The way we have done it for years is to use the "electrical center" of a circuit, and then run parallel and/or perpendicular to walls all the way back to the panelboard. So, for instance, if you have a run of lights that are the same, and equally spaced, then the "electrical center" of the circuit will be in the middle of the run. If you have a circuit with different loads spaced sporatically around the area, then it is obviously harder to find the exact center. On a project I am currently working on, I had determined that the electrical center of the circuit was ~75' from the panelboard.
Now, from what I can gather (since I don't think its actually spelled out anywhere), Revit uses the entire length of the circuit for voltage drop. I built a schedule to return values similar to our in-house voltage drop spreadsheet, and found that Revit returned a value of 175'.

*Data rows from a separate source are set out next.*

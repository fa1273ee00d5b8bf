//! Pawn positions and pawn handles.

use serde::{Deserialize, Serialize};

use crate::core::PlayerId;

/// Where a pawn is. Each zone is its own variant; tile and stretch
/// indices never share a numeric range.
#[derive(Clone, Copy, Debug, PartialEq, Eq, Hash, Serialize, Deserialize)]
pub enum Position {
    /// Not yet on the board.
    Start,
    /// Absolute index on the shared ring, `0..RING_LENGTH`.
    Track(u8),
    /// Index into the owner's private stretch, `0..STRETCH_LENGTH`.
    HomeStretch(u8),
    /// Finished.
    Home,
}

impl Position {
    /// The ring tile, if on the track.
    #[must_use]
    pub const fn tile(self) -> Option<u8> {
        match self {
            Position::Track(t) => Some(t),
            _ => None,
        }
    }

    /// On the track or in the home stretch (i.e. can be moved by a card).
    #[must_use]
    pub const fn is_on_board(self) -> bool {
        matches!(self, Position::Track(_) | Position::HomeStretch(_))
    }

    #[must_use]
    pub const fn is_on_track(self) -> bool {
        matches!(self, Position::Track(_))
    }
}

impl std::fmt::Display for Position {
    fn fmt(&self, f: &mut std::fmt::Formatter<'_>) -> std::fmt::Result {
        match self {
            Position::Start => f.write_str("Start"),
            Position::Track(t) => write!(f, "Track {}", t),
            Position::HomeStretch(k) => write!(f, "HomeStretch {}", k),
            Position::Home => f.write_str("Home"),
        }
    }
}

/// A single pawn.
#[derive(Clone, Copy, Debug, PartialEq, Eq, Serialize, Deserialize)]
pub struct Pawn {
    /// Owning player.
    pub owner: PlayerId,

    /// Index 0-3 within the owner's pawns.
    pub index: u8,

    /// Current position.
    pub position: Position,

    /// Has passed its owner's start tile moving forward since leaving
    /// Start. Cleared whenever the pawn is sent back to Start.
    pub lapped: bool,
}

impl Pawn {
    /// A pawn waiting at Start.
    #[must_use]
    pub const fn new(owner: PlayerId, index: u8) -> Self {
        Self {
            owner,
            index,
            position: Position::Start,
            lapped: false,
        }
    }

    /// Handle for this pawn.
    #[must_use]
    pub const fn handle(&self) -> PawnRef {
        PawnRef::new(self.owner, self.index as usize)
    }

    /// Put the pawn back at Start.
    pub fn send_to_start(&mut self) {
        self.position = Position::Start;
        self.lapped = false;
    }
}

/// Names one pawn: its owner and its index within the owner's pawns.
#[derive(Clone, Copy, Debug, PartialEq, Eq, Hash, PartialOrd, Ord, Serialize, Deserialize)]
pub struct PawnRef {
    pub player: PlayerId,
    pub pawn: usize,
}

impl PawnRef {
    #[must_use]
    pub const fn new(player: PlayerId, pawn: usize) -> Self {
        Self { player, pawn }
    }
}

impl std::fmt::Display for PawnRef {
    fn fmt(&self, f: &mut std::fmt::Formatter<'_>) -> std::fmt::Result {
        write!(f, "{}{}", self.player.color().letter(), self.pawn + 1)
    }
}

/// An opposing pawn on the track that a switch or Sorry! can aim at.
#[derive(Clone, Copy, Debug, PartialEq, Eq, Serialize, Deserialize)]
pub struct Target {
    pub pawn: PawnRef,
    pub tile: u8,
}

impl std::fmt::Display for Target {
    fn fmt(&self, f: &mut std::fmt::Formatter<'_>) -> std::fmt::Result {
        write!(f, "{} pawn {} at Track {}", self.pawn.player, self.pawn, self.tile)
    }
}
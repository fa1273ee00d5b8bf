//! Core engine types: players, RNG, configuration, state.
//!
//! These are the pieces every other module builds on. The board,
//! cards and rules modules read and write `GameState`; nothing else
//! holds game data.

pub mod player;
pub mod rng;
pub mod config;
pub mod state;

pub use player::{Color, Player, PlayerId, PlayerMap, PAWNS_PER_PLAYER, PLAYER_COUNT};
pub use rng::GameRng;
pub use config::GameConfig;
pub use state::{GameState, Targets};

This now caused the circuit to go from #12 wire to #8 wire. When I plugged the same values into our in-house spreadsheet, I found that with #10 wire, the resulting voltage drop was 3.02% (I had it specified in Revit for 3%). So for us, we feel the built in wire sizing in Revit is invalid and not usable, which sucks. So my question is, is anyone else under the same opinion? Or have you even checked it against the way you were doing it before Revit?